→ **About this exercise**
From the first line of the data below, repeat each line exactly until you reach the line with "length-announced raw payloads."; include that line too.
Records below:
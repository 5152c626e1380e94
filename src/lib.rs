#![forbid(unsafe_code)]

//! Remote file access agent.
//!
//! Connects to an editor daemon over TCP and lets it open, read, write, and
//! stat files on this machine. See [`session::SessionManager`] for the
//! connection layout and [`protocol`] for the wire format.

pub mod config;
pub mod errors;
pub mod handlers;
pub mod identity;
pub mod protocol;
pub mod session;

pub use config::{AgentConfig, Endpoint};
pub use errors::{AppError, Result};
pub use identity::Identity;
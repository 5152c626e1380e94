//! Wire protocol spoken with the daemon.
//!
//! - `codec`: [`WireCodec`](codec::WireCodec) framing for newline-terminated
//!   control lines and length-announced raw payloads.
//! - `command`: command tags, commands, response headers, and the path
//!   normalization step applied to every inbound path.

pub mod codec;
pub mod command;

pub use codec::{Frame, FrameReader, FrameWriter, WireCodec};
pub use command::{Command, CommandTag, Response};
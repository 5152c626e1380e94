//! Session manager: the set of connections for one agent invocation.
//!
//! Spawns one `Main` connection and `pool_size` `Pool` connections on a
//! [`TaskTracker`]. Connections share only the immutable endpoint and
//! identity. A pool connection that closes is not replaced.

use std::sync::Arc;

use tokio_util::sync::CancellationToken;
use tokio_util::task::TaskTracker;
use tracing::{debug, info, info_span, warn, Instrument};

use crate::config::{AgentConfig, Endpoint};
use crate::handlers::OpenTarget;
use crate::identity::Identity;
use crate::session::connection::{Connection, ConnectionRole};
use crate::{AppError, Result};

/// Owns the immutable per-process settings and starts connection tasks.
#[derive(Debug, Clone)]
pub struct SessionManager {
    endpoint: Arc<Endpoint>,
    identity: Arc<Identity>,
    pool_size: u32,
    chunk_size: usize,
}

impl SessionManager {
    /// Build a manager from validated configuration.
    #[must_use]
    pub fn new(config: &AgentConfig, identity: Identity) -> Self {
        Self {
            endpoint: Arc::new(config.endpoint()),
            identity: Arc::new(identity),
            pool_size: config.pool_size,
            chunk_size: config.chunk_size,
        }
    }

    /// Spawn the main connection and the pool.
    ///
    /// Must be called from within a tokio runtime. Every task stops when
    /// `cancel` fires, dropping (and so closing) its socket.
    #[must_use]
    pub fn start(&self, target: Option<OpenTarget>, cancel: CancellationToken) -> SessionHandle {
        let tracker = TaskTracker::new();

        info!(
            address = %self.endpoint.address(),
            pool_size = self.pool_size,
            identity = %self.identity,
            "starting session"
        );

        self.spawn_connection(&tracker, ConnectionRole::Main, 0, target, cancel.clone());
        for slot in 1..=self.pool_size {
            self.spawn_connection(&tracker, ConnectionRole::Pool, slot, None, cancel.clone());
        }
        tracker.close();

        SessionHandle { tracker, cancel }
    }

    fn spawn_connection(
        &self,
        tracker: &TaskTracker,
        role: ConnectionRole,
        slot: u32,
        target: Option<OpenTarget>,
        cancel: CancellationToken,
    ) {
        let endpoint = Arc::clone(&self.endpoint);
        let identity = Arc::clone(&self.identity);
        let chunk_size = self.chunk_size;
        let span = info_span!("connection", %role, slot);

        tracker.spawn(
            async move {
                tokio::select! {
                    biased;

                    () = cancel.cancelled() => {
                        debug!("cancellation received, releasing socket");
                    }

                    result = run_connection(&endpoint, &identity, role, target, chunk_size) => {
                        match result {
                            Ok(()) => info!("connection closed"),
                            Err(err @ AppError::Connect(_)) => warn!(%err, "connection failed"),
                            Err(err) => warn!(%err, "connection ended with error"),
                        }
                    }
                }
            }
            .instrument(span),
        );
    }
}

async fn run_connection(
    endpoint: &Endpoint,
    identity: &Identity,
    role: ConnectionRole,
    target: Option<OpenTarget>,
    chunk_size: usize,
) -> Result<()> {
    let connection = Connection::connect(endpoint, role, chunk_size).await?;
    connection.run(endpoint, identity, target).await
}

/// Handle to the running connection tasks.
#[derive(Debug)]
pub struct SessionHandle {
    tracker: TaskTracker,
    cancel: CancellationToken,
}

impl SessionHandle {
    /// Wait until every connection task has finished on its own.
    pub async fn wait(&self) {
        self.tracker.wait().await;
    }

    /// Cancel every connection task and wait for them to finish.
    pub async fn shutdown(&self) {
        self.cancel.cancel();
        self.tracker.wait().await;
    }

    /// Connection tasks still running.
    #[must_use]
    pub fn active_connections(&self) -> usize {
        self.tracker.len()
    }
}
//! File operation handlers.
//!
//! Each handler performs one filesystem action for a decoded [`Command`] and
//! writes the protocol response on the same connection. Filesystem failures
//! are converted to `error` responses here and never escape as `Err`; any
//! `Err` a handler returns means the stream itself is no longer usable.
//!
//! - `query`: `exists` and `is_directory`.
//! - `read`: stream a file to the daemon.
//! - `write`: receive a chunked file from the daemon.
//! - `open`: outbound announcement sent on the main connection.

use std::path::Path;

use bytes::BytesMut;
use futures_util::SinkExt;
use tokio::fs::File;
use tokio::io::{AsyncReadExt, AsyncWrite};
use tracing::{info_span, warn, Instrument};

use crate::protocol::codec::{Frame, FrameReader, FrameWriter};
use crate::protocol::command::{Command, Response};
use crate::{AppError, Result};

pub mod open;
pub mod query;
pub mod read;
pub mod write;

pub use open::{LaunchTarget, OpenTarget};

/// Run the handler matching `command`.
///
/// `reader` is only consumed by `write`, which receives its payload on the
/// same stream the command arrived on.
///
/// # Errors
///
/// Returns an error only when the connection must close: socket failures,
/// a truncated payload, or an `open` command (never served).
pub async fn dispatch<R, W>(
    command: &Command,
    reader: &mut FrameReader<R>,
    writer: &mut FrameWriter<W>,
    chunk_size: usize,
) -> Result<()>
where
    R: tokio::io::AsyncRead + Unpin,
    W: AsyncWrite + Unpin,
{
    let span = info_span!("command", tag = %command.tag(), path = %command.path().display());
    async move {
        match command {
            Command::Exists { path } => query::exists(writer, path).await,
            Command::IsDirectory { path } => query::is_directory(writer, path).await,
            Command::Read { path } => read::read(writer, path, chunk_size).await,
            Command::Write { path } => write::write(reader, writer, path).await,
            Command::Open { .. } => Err(AppError::Protocol(
                "open is not accepted from the daemon".into(),
            )),
        }
    }
    .instrument(span)
    .await
}

// ── Shared helpers ────────────────────────────────────────────────────────────

/// Build the `Filesystem` error reported to the peer for a failed action.
pub(crate) fn fs_error(action: &str, path: &Path, err: &std::io::Error) -> AppError {
    AppError::Filesystem(format!("cannot {action} {}: {err}", path.display()))
}

/// Send `error` + message, keeping the connection usable.
pub(crate) async fn reply_error<W>(writer: &mut FrameWriter<W>, err: AppError) -> Result<()>
where
    W: AsyncWrite + Unpin,
{
    if err.is_fatal_for_connection() {
        return Err(err);
    }
    let message = err.to_string();
    warn!(%message, "reporting filesystem error to daemon");
    writer.send(Response::Error(message)).await
}

/// Stream exactly `size` bytes of `file` as raw chunks of `chunk_size`.
///
/// Does not flush; callers finish with a `send` or `flush`.
///
/// # Errors
///
/// `AppError::TruncatedStream` if the file yields fewer than `size` bytes,
/// `AppError::Io` on a read failure. Both are fatal for the connection since
/// the length was already announced.
pub(crate) async fn stream_file<W>(
    writer: &mut FrameWriter<W>,
    file: File,
    path: &Path,
    size: u64,
    chunk_size: usize,
) -> Result<()>
where
    W: AsyncWrite + Unpin,
{
    let mut source = file.take(size);
    let mut sent: u64 = 0;

    loop {
        let mut buf = BytesMut::with_capacity(chunk_size);
        let n = source
            .read_buf(&mut buf)
            .await
            .map_err(|err| AppError::Io(format!("reading {} failed mid-stream: {err}", path.display())))?;
        if n == 0 {
            break;
        }
        sent += n as u64;
        writer.feed(Frame::Chunk(buf.freeze())).await?;
    }

    if sent < size {
        return Err(AppError::TruncatedStream(format!(
            "{} shrank while streaming: sent {sent} of {size} bytes",
            path.display()
        )));
    }

    Ok(())
}
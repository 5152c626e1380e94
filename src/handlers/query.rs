//! `exists` and `is_directory` handlers.
//!
//! Both answer with a single `true` / `false` line and never fail on the
//! filesystem side: any stat error counts as `false`.

use std::path::Path;

use futures_util::SinkExt;
use tokio::io::AsyncWrite;
use tracing::debug;

use crate::protocol::codec::FrameWriter;
use crate::protocol::command::Response;
use crate::Result;

/// Answer whether `path` exists.
///
/// # Errors
///
/// Returns `AppError::Io` only if the response cannot be written.
pub async fn exists<W>(writer: &mut FrameWriter<W>, path: &Path) -> Result<()>
where
    W: AsyncWrite + Unpin,
{
    let found = tokio::fs::try_exists(path).await.unwrap_or(false);
    debug!(found, "exists");
    writer.send(Response::Boolean(found)).await
}

/// Answer whether `path` is a directory (following symlinks).
///
/// # Errors
///
/// Returns `AppError::Io` only if the response cannot be written.
pub async fn is_directory<W>(writer: &mut FrameWriter<W>, path: &Path) -> Result<()>
where
    W: AsyncWrite + Unpin,
{
    let is_dir = tokio::fs::metadata(path)
        .await
        .is_ok_and(|meta| meta.is_dir());
    debug!(is_dir, "is_directory");
    writer.send(Response::Boolean(is_dir)).await
}
//! `write` handler: receive a chunked file from the daemon.
//!
//! ```text
//! agent:  ok\n                      (or error\n<message>\n and stop)
//! daemon: <count>\n<count bytes>    (repeated)
//! daemon: 0\n                       (end of transfer)
//! ```

use std::path::Path;

use futures_util::SinkExt;
use tokio::fs::File;
use tokio::io::{AsyncRead, AsyncWrite, AsyncWriteExt};
use tracing::{debug, info, warn};

use crate::handlers::{fs_error, reply_error};
use crate::protocol::codec::{parse_length, FrameReader, FrameWriter};
use crate::protocol::command::Response;
use crate::{AppError, Result};

/// Create or truncate `path`, acknowledge, then append the daemon's chunks.
///
/// A count of `0` or an unparseable count line ends the transfer; the
/// connection keeps serving afterwards. If a disk write fails mid-transfer
/// the remaining chunks are still consumed (and dropped) so the stream stays
/// framed. The file is flushed and closed on every path out.
///
/// # Errors
///
/// `AppError::TruncatedStream` if the daemon closes mid-transfer, or a
/// socket error. Both end the connection.
pub async fn write<R, W>(
    reader: &mut FrameReader<R>,
    writer: &mut FrameWriter<W>,
    path: &Path,
) -> Result<()>
where
    R: AsyncRead + Unpin,
    W: AsyncWrite + Unpin,
{
    let mut file = match File::create(path).await {
        Ok(file) => file,
        Err(err) => return reply_error(writer, fs_error("open", path, &err)).await,
    };
    writer.send(Response::Ok).await?;

    let mut sink = ChunkSink::default();
    let outcome = receive_chunks(reader, &mut file, &mut sink, path).await;

    if let Err(err) = file.flush().await {
        warn!(%err, "flushing received file failed");
    }
    drop(file);

    match &outcome {
        Ok(()) if sink.failed => warn!(bytes = sink.written, "write transfer ended with dropped chunks"),
        Ok(()) => info!(bytes = sink.written, "file received from daemon"),
        Err(err) => warn!(%err, bytes = sink.written, "write transfer aborted"),
    }
    outcome
}

/// Progress of one transfer.
#[derive(Debug, Default)]
struct ChunkSink {
    written: u64,
    failed: bool,
}

async fn receive_chunks<R>(
    reader: &mut FrameReader<R>,
    file: &mut File,
    sink: &mut ChunkSink,
    path: &Path,
) -> Result<()>
where
    R: AsyncRead + Unpin,
{
    loop {
        let line = reader.decode_line().await?.ok_or_else(|| {
            AppError::TruncatedStream("peer closed during write transfer".into())
        })?;

        let count = match parse_length(&line) {
            Ok(0) => {
                debug!("end of transfer");
                return Ok(());
            }
            Ok(count) => count,
            Err(err) => {
                warn!(%err, "unparseable chunk count, ending transfer");
                return Ok(());
            }
        };

        reader.begin_payload(count);
        while let Some(chunk) = reader.next_chunk().await? {
            if sink.failed {
                continue;
            }
            match file.write_all(&chunk).await {
                Ok(()) => sink.written += chunk.len() as u64,
                Err(err) => {
                    warn!(err = %fs_error("write", path, &err), "dropping remaining chunks");
                    sink.failed = true;
                }
            }
        }
    }
}
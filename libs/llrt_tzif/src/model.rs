// Copyright Amazon.com, Inc. or its affiliates. All Rights Reserved.
// SPDX-License-Identifier: Apache-2.0

//! Logical description of a time zone.

use chrono::{DateTime, Utc};

use crate::error::Result;
use crate::location::Location;

/// Maximum number of zones a [`Template`] can hold.
///
/// TZif has room for 255 local time type records. Record 0 is reserved for the
/// anchor zone, which transitions never reference.
pub const MAX_ZONES: usize = 254;

/// A single local time rule.
#[derive(Debug, Clone, PartialEq, Eq, Hash)]
pub struct Zone {
    /// Designation of the zone (e.g. "PST").
    pub name: String,
    /// Seconds to add to UTC to get local time. Positive east of UTC.
    pub offset: i32,
    /// Whether daylight saving time is in effect.
    pub is_dst: bool,
}

impl Zone {
    pub fn new(name: impl Into<String>, offset: i32, is_dst: bool) -> Self {
        Self {
            name: name.into(),
            offset,
            is_dst,
        }
    }
}

/// A switch to another zone.
#[derive(Debug, Clone, Copy, PartialEq, Eq, Hash)]
pub struct Transition {
    /// Instant at which `zone_index` takes effect.
    pub start: DateTime<Utc>,
    /// Index into [`Template::zones`].
    pub zone_index: usize,
}

impl Transition {
    pub fn new(start: DateTime<Utc>, zone_index: usize) -> Self {
        Self { start, zone_index }
    }
}

/// Everything needed to build a time zone.
///
/// - At the beginning of time `zones[0]` applies, until the first transition.
/// - `transitions` must be strictly increasing by `start`.
/// - If `extend` is non-empty it replaces the zone selected by the last transition,
///   or applies since the beginning of time when there are no transitions.
/// - If `zones` is empty, `extend` must be non-empty.
///
/// `extend` is a TZ string as described in RFC 8536, section 3.3. It is written
/// and read verbatim.
#[derive(Debug, Clone, Default, PartialEq, Eq)]
pub struct Template {
    /// Name of the location. Not stored in TZif data.
    pub name: String,
    /// At most [`MAX_ZONES`] zones.
    pub zones: Vec<Zone>,
    pub transitions: Vec<Transition>,
    pub extend: String,
}

impl Template {
    /// Encode the template as TZif data. See [`encode`](crate::encode()).
    pub fn to_tzif(&self) -> Result<Vec<u8>> {
        crate::encode(self)
    }

    /// Decode TZif data into a template. See [`decode`](crate::decode()).
    pub fn from_tzif(data: &[u8]) -> Result<Self> {
        crate::decode(data)
    }

    /// Build a [`Location`] from the template.
    pub fn to_location(&self) -> Result<Location> {
        Location::from_template(self)
    }
}
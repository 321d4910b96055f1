// Copyright Amazon.com, Inc. or its affiliates. All Rights Reserved.
// SPDX-License-Identifier: Apache-2.0

//! Time zone designation buffer.
//!
//! The index into the designation buffer is a single byte, so names are
//! deduplicated. A name that is a suffix of a name already stored points into
//! that name's storage instead of being appended; readers scan from the offset
//! to the next NUL, so the suffix ends where the longer name ends.

use bytes::BufMut;

/// Largest designation buffer addressable by a local time type record.
pub const MAX_CHARCNT: usize = u8::MAX as usize;

#[derive(Debug, Default)]
pub struct Designations {
    charcnt: usize,
    /// Distinct names and where they start.
    names: Vec<(String, usize)>,
    /// Offset of every added name.
    offsets: Vec<usize>,
}

impl Designations {
    pub fn with_capacity(capacity: usize) -> Self {
        Self {
            charcnt: 0,
            names: Vec::with_capacity(capacity),
            offsets: Vec::with_capacity(capacity),
        }
    }

    /// Add a name, returning its byte offset in the buffer.
    ///
    /// Stored names are checked in insertion order and the first one ending with
    /// `name` is reused.
    pub fn add(&mut self, name: &str) -> usize {
        let offset = self
            .names
            .iter()
            .find(|(stored, _)| stored.ends_with(name))
            .map(|(stored, offset)| offset + stored.len() - name.len());

        let offset = match offset {
            Some(offset) => offset,
            None => {
                let offset = self.charcnt;
                self.names.push((name.to_owned(), offset));
                self.charcnt += name.len() + 1;
                offset
            },
        };
        self.offsets.push(offset);
        offset
    }

    /// Size of the buffer in bytes, terminators included.
    pub fn charcnt(&self) -> usize {
        self.charcnt
    }

    /// Offset of every added name, in the order they were added.
    pub fn offsets(&self) -> &[usize] {
        &self.offsets
    }

    /// Write the NUL-terminated names, `charcnt` bytes in total.
    pub fn write_to<B: BufMut>(&self, buf: &mut B) {
        for (name, _) in &self.names {
            buf.put_slice(name.as_bytes());
            buf.put_u8(0);
        }
    }
}
// Copyright Amazon.com, Inc. or its affiliates. All Rights Reserved.
// SPDX-License-Identifier: Apache-2.0

//! Templates encoded, loaded as a Location and formatted with chrono.

use chrono::{DateTime, Duration, TimeZone, Utc};
use llrt_tzif::{Location, Template, Transition, Zone};

const FORMAT: &str = "%Y-%m-%d %H:%M:%S %z %Z";

fn render(dt: &DateTime<Location>) -> String {
    dt.format(FORMAT).to_string()
}

#[test]
fn test_fixed_offset() {
    let location = llrt_tzif::new_location(&Template {
        name: "MyFixed".into(),
        zones: vec![Zone::new("MyFixed", 2 * 3600 + 23 * 60, false)],
        ..Default::default()
    })
    .unwrap();
    assert_eq!(location.name(), "MyFixed");

    let t = location.with_ymd_and_hms(2022, 1, 9, 8, 10, 15).unwrap();
    assert_eq!(render(&t), "2022-01-09 08:10:15 +0223 MyFixed");
    assert!(!t.offset().is_dst());
    assert_eq!(
        t.with_timezone(&Utc),
        Utc.with_ymd_and_hms(2022, 1, 9, 5, 47, 15).unwrap()
    );
}

#[test]
fn test_utc() {
    let location = llrt_tzif::new_location(&Template {
        name: "MyUTC".into(),
        zones: vec![Zone::new("MyUTC", 0, false)],
        ..Default::default()
    })
    .unwrap();

    let t = location.with_ymd_and_hms(2022, 1, 9, 8, 10, 15).unwrap();
    assert_eq!(render(&t), "2022-01-09 08:10:15 +0000 MyUTC");
    assert!(!t.offset().is_dst());
    assert_eq!(
        t.with_timezone(&Utc),
        Utc.with_ymd_and_hms(2022, 1, 9, 8, 10, 15).unwrap()
    );
}

#[test]
fn test_changes() {
    let location = llrt_tzif::new_location(&Template {
        name: "MyChanges".into(),
        zones: vec![
            Zone::new("Std", 2 * 3600 + 23 * 60, false),
            Zone::new("Dst", 2 * 3600 + 53 * 60, true),
        ],
        transitions: vec![
            Transition::new(Utc.with_ymd_and_hms(2022, 1, 9, 10, 0, 0).unwrap(), 1),
            Transition::new(Utc.with_ymd_and_hms(2022, 1, 9, 11, 0, 0).unwrap(), 0),
        ],
        extend: String::new(),
    })
    .unwrap();

    let t = location.with_ymd_and_hms(2022, 1, 9, 12, 22, 59).unwrap();
    assert_eq!(render(&t), "2022-01-09 12:22:59 +0223 Std");
    assert!(!t.offset().is_dst());

    let t = t + Duration::seconds(1);
    assert_eq!(render(&t), "2022-01-09 12:53:00 +0253 Dst");
    assert!(t.offset().is_dst());

    let t = t + Duration::hours(1);
    assert_eq!(render(&t), "2022-01-09 13:23:00 +0223 Std");
}

#[test]
fn test_extend() {
    let location = llrt_tzif::new_location(&Template {
        name: "MyExt".into(),
        extend: "<MyExt>-02:23:00<MyExtDST>-03:23:00,M1.2.3/10:00:00,M2.3.4/10:00:00".into(),
        ..Default::default()
    })
    .unwrap();

    let t = location.with_ymd_and_hms(2022, 1, 9, 8, 10, 15).unwrap();
    assert_eq!(render(&t), "2022-01-09 08:10:15 +0223 MyExt");
    assert!(!t.offset().is_dst());

    let t = location.with_ymd_and_hms(2022, 1, 12, 9, 59, 59).unwrap();
    assert_eq!(render(&t), "2022-01-12 09:59:59 +0223 MyExt");

    let t = t + Duration::seconds(1);
    assert_eq!(render(&t), "2022-01-12 11:00:00 +0323 MyExtDST");
    assert!(t.offset().is_dst());

    // the rule repeats every year
    let t = location.with_ymd_and_hms(2030, 1, 20, 12, 0, 0).unwrap();
    assert_eq!(render(&t), "2030-01-20 12:00:00 +0323 MyExtDST");
}

#[test]
fn test_location_from_foreign_name() {
    let template = Template {
        zones: vec![Zone::new("CET", 3600, false)],
        ..Default::default()
    };
    let data = llrt_tzif::tzif_data(&template).unwrap();
    let location = Location::from_tzif("Europe/Somewhere", &data).unwrap();
    assert_eq!(location.to_string(), "Europe/Somewhere");

    let t = location.with_ymd_and_hms(2024, 6, 1, 0, 0, 0).unwrap();
    assert_eq!(render(&t), "2024-06-01 00:00:00 +0100 CET");
}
End of Records.
→ **Result of the exercise**
repository 5152c626e1380e94
filename src/lib.rs
#![forbid(unsafe_code)]

//! Remote file access agent.
//!
//! Connects to an editor daemon over TCP and lets it open, read, write, and
//! stat files on this machine. See [`session::SessionManager`] for the
//! connection layout and [`protocol`] for the wire format.

pub mod config;
pub mod errors;
pub mod handlers;
pub mod identity;
pub mod protocol;
pub mod session;

pub use config::{AgentConfig, Endpoint};
pub use errors::{AppError, Result};
pub use identity::Identity;
repository 5152c626e1380e94
//! Wire protocol spoken with the daemon.
//!
//! - `codec`: [`WireCodec`](codec::WireCodec) framing for newline-terminated
//!   control lines and length-announced raw payloads.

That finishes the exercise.